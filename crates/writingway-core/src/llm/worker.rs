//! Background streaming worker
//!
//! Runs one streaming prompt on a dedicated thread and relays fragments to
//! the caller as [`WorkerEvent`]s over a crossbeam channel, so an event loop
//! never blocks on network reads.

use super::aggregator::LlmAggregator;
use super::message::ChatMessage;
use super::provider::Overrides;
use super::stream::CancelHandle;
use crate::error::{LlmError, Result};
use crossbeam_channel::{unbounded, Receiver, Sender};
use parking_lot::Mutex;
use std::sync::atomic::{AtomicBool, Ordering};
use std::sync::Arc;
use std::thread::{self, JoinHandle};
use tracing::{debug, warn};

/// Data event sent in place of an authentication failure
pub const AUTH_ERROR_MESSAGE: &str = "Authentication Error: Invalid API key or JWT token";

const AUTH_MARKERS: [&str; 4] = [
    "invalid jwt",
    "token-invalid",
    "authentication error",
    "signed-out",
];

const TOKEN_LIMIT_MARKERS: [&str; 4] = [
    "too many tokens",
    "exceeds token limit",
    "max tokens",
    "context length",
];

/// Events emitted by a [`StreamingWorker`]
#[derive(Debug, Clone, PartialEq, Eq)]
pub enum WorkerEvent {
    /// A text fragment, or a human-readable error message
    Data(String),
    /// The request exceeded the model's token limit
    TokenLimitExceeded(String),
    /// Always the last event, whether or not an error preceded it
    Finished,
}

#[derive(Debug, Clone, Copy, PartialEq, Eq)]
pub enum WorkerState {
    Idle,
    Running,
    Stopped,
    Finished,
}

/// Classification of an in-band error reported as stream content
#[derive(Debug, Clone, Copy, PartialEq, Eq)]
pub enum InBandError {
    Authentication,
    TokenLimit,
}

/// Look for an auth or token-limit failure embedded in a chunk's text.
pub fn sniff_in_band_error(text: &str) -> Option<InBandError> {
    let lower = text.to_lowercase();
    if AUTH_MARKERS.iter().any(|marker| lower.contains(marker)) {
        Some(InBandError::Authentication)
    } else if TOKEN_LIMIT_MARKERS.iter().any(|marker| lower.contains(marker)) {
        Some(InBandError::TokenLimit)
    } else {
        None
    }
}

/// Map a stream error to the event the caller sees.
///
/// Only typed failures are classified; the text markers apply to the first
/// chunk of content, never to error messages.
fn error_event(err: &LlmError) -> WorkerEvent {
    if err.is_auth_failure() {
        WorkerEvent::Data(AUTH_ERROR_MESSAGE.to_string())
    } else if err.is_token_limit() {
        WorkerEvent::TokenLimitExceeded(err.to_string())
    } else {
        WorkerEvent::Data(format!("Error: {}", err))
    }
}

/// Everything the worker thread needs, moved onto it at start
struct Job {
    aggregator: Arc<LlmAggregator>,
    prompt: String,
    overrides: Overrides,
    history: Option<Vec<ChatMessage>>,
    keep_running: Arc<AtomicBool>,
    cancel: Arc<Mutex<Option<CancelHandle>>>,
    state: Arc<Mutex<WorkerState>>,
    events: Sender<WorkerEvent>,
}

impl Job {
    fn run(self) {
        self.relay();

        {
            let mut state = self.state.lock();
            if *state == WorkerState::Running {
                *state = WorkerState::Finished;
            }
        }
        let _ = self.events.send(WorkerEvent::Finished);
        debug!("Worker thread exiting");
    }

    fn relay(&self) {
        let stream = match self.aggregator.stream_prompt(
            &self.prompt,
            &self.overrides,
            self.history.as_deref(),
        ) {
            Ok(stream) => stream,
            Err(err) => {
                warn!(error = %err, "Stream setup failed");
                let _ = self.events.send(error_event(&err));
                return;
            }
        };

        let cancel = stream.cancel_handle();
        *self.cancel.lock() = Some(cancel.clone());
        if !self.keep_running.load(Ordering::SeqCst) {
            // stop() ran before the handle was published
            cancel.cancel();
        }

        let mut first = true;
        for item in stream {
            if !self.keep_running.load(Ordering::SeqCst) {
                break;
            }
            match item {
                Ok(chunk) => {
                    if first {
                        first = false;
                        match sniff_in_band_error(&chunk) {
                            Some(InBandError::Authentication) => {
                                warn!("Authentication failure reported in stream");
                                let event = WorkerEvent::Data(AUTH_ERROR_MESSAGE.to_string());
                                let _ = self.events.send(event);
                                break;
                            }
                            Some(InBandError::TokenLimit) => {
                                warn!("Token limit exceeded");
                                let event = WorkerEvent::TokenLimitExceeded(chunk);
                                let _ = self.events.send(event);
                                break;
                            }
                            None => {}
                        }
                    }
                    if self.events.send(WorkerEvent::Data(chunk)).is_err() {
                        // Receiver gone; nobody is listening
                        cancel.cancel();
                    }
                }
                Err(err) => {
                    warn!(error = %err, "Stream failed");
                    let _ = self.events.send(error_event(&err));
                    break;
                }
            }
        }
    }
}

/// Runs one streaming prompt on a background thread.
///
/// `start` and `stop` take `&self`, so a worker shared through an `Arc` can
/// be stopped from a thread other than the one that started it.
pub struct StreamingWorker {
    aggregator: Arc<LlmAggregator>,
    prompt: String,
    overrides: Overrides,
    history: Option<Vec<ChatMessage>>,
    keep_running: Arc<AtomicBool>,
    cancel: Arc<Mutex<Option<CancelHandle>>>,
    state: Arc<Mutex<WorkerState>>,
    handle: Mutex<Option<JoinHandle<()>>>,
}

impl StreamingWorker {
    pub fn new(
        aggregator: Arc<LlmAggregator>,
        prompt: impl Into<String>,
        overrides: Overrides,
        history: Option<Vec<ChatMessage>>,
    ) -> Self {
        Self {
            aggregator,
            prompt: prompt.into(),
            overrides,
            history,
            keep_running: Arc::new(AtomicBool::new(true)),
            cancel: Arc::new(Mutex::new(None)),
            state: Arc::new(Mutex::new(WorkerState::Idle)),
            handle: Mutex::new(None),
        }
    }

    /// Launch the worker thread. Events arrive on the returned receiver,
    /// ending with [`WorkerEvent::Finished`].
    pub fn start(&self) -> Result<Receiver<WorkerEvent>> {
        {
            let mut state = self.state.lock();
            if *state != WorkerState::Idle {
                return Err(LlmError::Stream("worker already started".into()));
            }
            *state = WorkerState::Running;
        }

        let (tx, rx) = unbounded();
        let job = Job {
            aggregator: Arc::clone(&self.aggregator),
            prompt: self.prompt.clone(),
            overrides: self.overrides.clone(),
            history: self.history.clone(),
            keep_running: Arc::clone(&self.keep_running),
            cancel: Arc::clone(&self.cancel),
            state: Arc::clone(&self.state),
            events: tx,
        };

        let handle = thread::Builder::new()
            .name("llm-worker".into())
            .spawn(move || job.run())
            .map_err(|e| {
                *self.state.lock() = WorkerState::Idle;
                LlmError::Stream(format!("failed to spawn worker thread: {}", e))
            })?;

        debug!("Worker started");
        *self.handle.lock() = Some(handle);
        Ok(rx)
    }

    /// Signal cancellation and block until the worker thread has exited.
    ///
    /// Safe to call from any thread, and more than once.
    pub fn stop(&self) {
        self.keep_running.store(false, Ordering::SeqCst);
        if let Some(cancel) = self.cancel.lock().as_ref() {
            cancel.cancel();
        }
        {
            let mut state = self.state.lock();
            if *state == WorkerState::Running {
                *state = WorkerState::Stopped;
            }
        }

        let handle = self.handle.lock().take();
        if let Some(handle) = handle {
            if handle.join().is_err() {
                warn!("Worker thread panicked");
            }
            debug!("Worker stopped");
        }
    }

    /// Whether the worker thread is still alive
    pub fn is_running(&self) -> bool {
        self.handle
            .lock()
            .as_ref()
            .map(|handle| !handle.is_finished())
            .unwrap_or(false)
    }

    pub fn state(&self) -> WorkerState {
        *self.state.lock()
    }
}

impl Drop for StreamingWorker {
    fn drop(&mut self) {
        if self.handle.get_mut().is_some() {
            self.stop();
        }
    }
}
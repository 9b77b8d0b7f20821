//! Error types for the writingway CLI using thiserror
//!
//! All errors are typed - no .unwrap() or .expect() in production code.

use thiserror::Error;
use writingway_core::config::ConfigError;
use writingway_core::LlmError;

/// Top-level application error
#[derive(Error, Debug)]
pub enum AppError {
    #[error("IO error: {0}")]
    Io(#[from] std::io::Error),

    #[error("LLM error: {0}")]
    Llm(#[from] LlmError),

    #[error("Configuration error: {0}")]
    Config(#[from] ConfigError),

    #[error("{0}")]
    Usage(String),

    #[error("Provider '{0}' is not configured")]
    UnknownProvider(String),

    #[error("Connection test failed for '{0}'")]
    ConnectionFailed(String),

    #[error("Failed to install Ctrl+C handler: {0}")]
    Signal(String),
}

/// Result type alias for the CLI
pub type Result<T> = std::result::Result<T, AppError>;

_ _ _ _ _ _ _

[What needs to be done]: Wherever the word "ChatMessage" shows up in the material, copy the line it is on.

[Task answer]:
use super::message::ChatMessage;
    history: Option<Vec<ChatMessage>>,
    history: Option<Vec<ChatMessage>>,
        history: Option<Vec<ChatMessage>>,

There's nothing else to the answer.